In grade school, my favorite game was “Starting Lineup Talking Baseball”, which simulated baseball games based on the players you had on your team. The success of each player depended on their real-life statistics, so it was important to memorize everyone’s stats.

The direct correlation of the players’ statistics to their success in that game may be why I think sports are deterministic and why I love trying to predict things about sports.

For a few years now, I’ve been thinking about the NCAA tournament. There are a few simple questions that I don’t think have been appropriately answered. This post answers the question, “What are the odds of picking the perfect bracket?”

Spoiler

Here’s the answer if you’re in a hurry and don’t care about the details. The chance that your bracket is perfect is:

1 in 924 trillion

… so you’re saying there’s a chance?

Well, put it this way. If 10 million people fill out brackets this year, there’s only a 1 in 100 million chance that anyone will have a perfect bracket.

Traditional Answer

The common way that I’ve seen this question answered (WSJ, Math Forum) is that the total number of possible brackets are calculated as 2^63, (neglecting the play-in game) which is 9.22 * 10^18. Then they go on to say that the chance of getting a perfect bracket is one in 9.22 * 10^18.

However, this assumes that every bracket is equally probable. Usually studies mention this caveat, but they don’t really take the next step and find out what the real probabilities are.

The Wall Street Journal article linked to above makes some simplifications about how accurate people guess winners and how many games can be considered a lock for the favorite, but in my opinion they’re still just guesses.

A better way to find the probability of the bracket being perfect is to first model the probability of each seed winning a game. Then, use that model to calculate the probabilities of different selection strategies people might use.

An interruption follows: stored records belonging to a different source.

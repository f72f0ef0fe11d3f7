//! Hold/pass-through jitter filter
//!
//! Position and size are decided independently: a change at or below its
//! threshold keeps the previous value, anything larger jumps to the new one.
//! There is no blending between the two.

use crate::record::{change_percentages, Roi};
use serde::{Deserialize, Serialize};

/// Percentage thresholds at or below which a change counts as noise
#[derive(Debug, Clone, Copy, PartialEq, Eq, Serialize, Deserialize)]
pub struct SteadinessThresholds {
    pub position: i32,
    pub size: i32,
}

impl SteadinessThresholds {
    pub fn new(position: i32, size: i32) -> Self {
        Self { position, size }
    }
}

/// Stabilized geometry for a matched `current` / `previous` pair
pub fn steady(current: Roi, previous: Roi, thresholds: SteadinessThresholds) -> Roi {
    let Some((position_pct, size_pct)) = change_percentages(&current, &previous) else {
        return current;
    };

    let (x, y) = if position_pct <= thresholds.position {
        (previous.x, previous.y)
    } else {
        (current.x, current.y)
    };

    let size = if size_pct <= thresholds.size {
        previous.size
    } else {
        current.size
    };

    Roi { x, y, size }
}
//! Frame-to-frame face and body track stabilizer
//!
//! Raw per-frame detections (center, size, confidence) from an external
//! detector are associated with the previous frame's tracks, given persistent
//! track ids, steadied against small jitter, and kept alive for a configurable
//! number of frames after they disappear.
//!
//! # Usage
//!
//! ```rust
//! use stbtrack::{Detection, FrameDetections, StabilizerConfig, Tracker};
//!
//! let mut tracker = Tracker::new(StabilizerConfig::default())?;
//!
//! let frame = FrameDetections {
//!     faces: vec![Detection::new(120, 80, 40, 700)],
//!     bodies: Vec::new(),
//! };
//! let results = tracker.execute_frame(&frame)?;
//! assert_eq!(results.faces[0].track_id, 0);
//! # Ok::<(), stbtrack::StabilizerError>(())
//! ```
//!
//! The association core is also usable on its own through
//! [`CategoryTracker`] or [`stabilize`] with caller-owned [`Scratch`] buffers.

pub mod config;
pub mod distance;
pub mod error;
pub mod history;
pub mod record;
pub mod stabilizer;
pub mod steadiness;
pub mod tracker;

pub use config::{Category, ExecFlags, StabilizerConfig};
pub use distance::{similarity_score, DistanceTable, SENTINEL};
pub use error::{Result, StabilizerError};
pub use history::FrameHistory;
pub use record::{Detection, DetectionRecord, Roi, TrackState, TrackedObject};
pub use stabilizer::{stabilize, CategoryTracker, Scratch, StabilizeParams, StabilizeSummary};
pub use steadiness::{steady, SteadinessThresholds};
pub use tracker::{FrameDetections, FrameResults, Tracker};
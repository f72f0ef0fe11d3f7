//! Error types for the track stabilizer

use crate::config::Category;
use thiserror::Error;

/// Result type alias for the stabilizer
pub type Result<T> = std::result::Result<T, StabilizerError>;

/// Errors reported by the configuration and frame-level API.
///
/// The association core itself never fails; these cover input that would
/// otherwise break its capacity contract.
#[derive(Error, Debug)]
pub enum StabilizerError {
    #[error("Invalid {name}: {value} is outside {min}..={max}")]
    InvalidParam {
        name: &'static str,
        value: i64,
        min: i64,
        max: i64,
    },

    #[error("Too many {category} detections: {count} exceeds the limit of {max}")]
    TooManyDetections {
        category: Category,
        count: usize,
        max: usize,
    },

    #[error("{0} tracking is not enabled")]
    CategoryDisabled(Category),

    #[error("Configuration parse error: {0}")]
    Config(#[from] serde_json::Error),
}

impl StabilizerError {
    pub fn invalid_param(name: &'static str, value: i64, min: i64, max: i64) -> Self {
        Self::InvalidParam {
            name,
            value,
            min,
            max,
        }
    }
}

Modeling with Tournament Seeds

There have been a few studies that have modeled the relationship between a team’s tournament seed and their probability of winning a game (Carlin; Schwertman, et al). One of the simplest and most accurate models is

P(Team A) = Team B’s Seed / (Team A’s Seed + Team B’s Seed)

This says that if a #2 seed plays a #6 seed, the chance that the #2 seed will win is 6 / (2 + 6), which is 75%. The chance the #6 seed will win is 2 / (2 + 6), which is 25%.

This model does a good job representing historical win probabilities in the NCAA tournament, except for when #1 seeds play #2 seeds. Historically, #1 seeds only win 43% of the time instead of 67% predicted by the model (Schwertman, et al).

If you adjust for the #1 vs. #2 error, the model can be used to estimate the probability that any bracket will be perfect. All you have to do is go game by game through the bracket multiplying the win probabilities of each predicted winner. The result is the chance that every predicted winner in the entire bracket will actually win.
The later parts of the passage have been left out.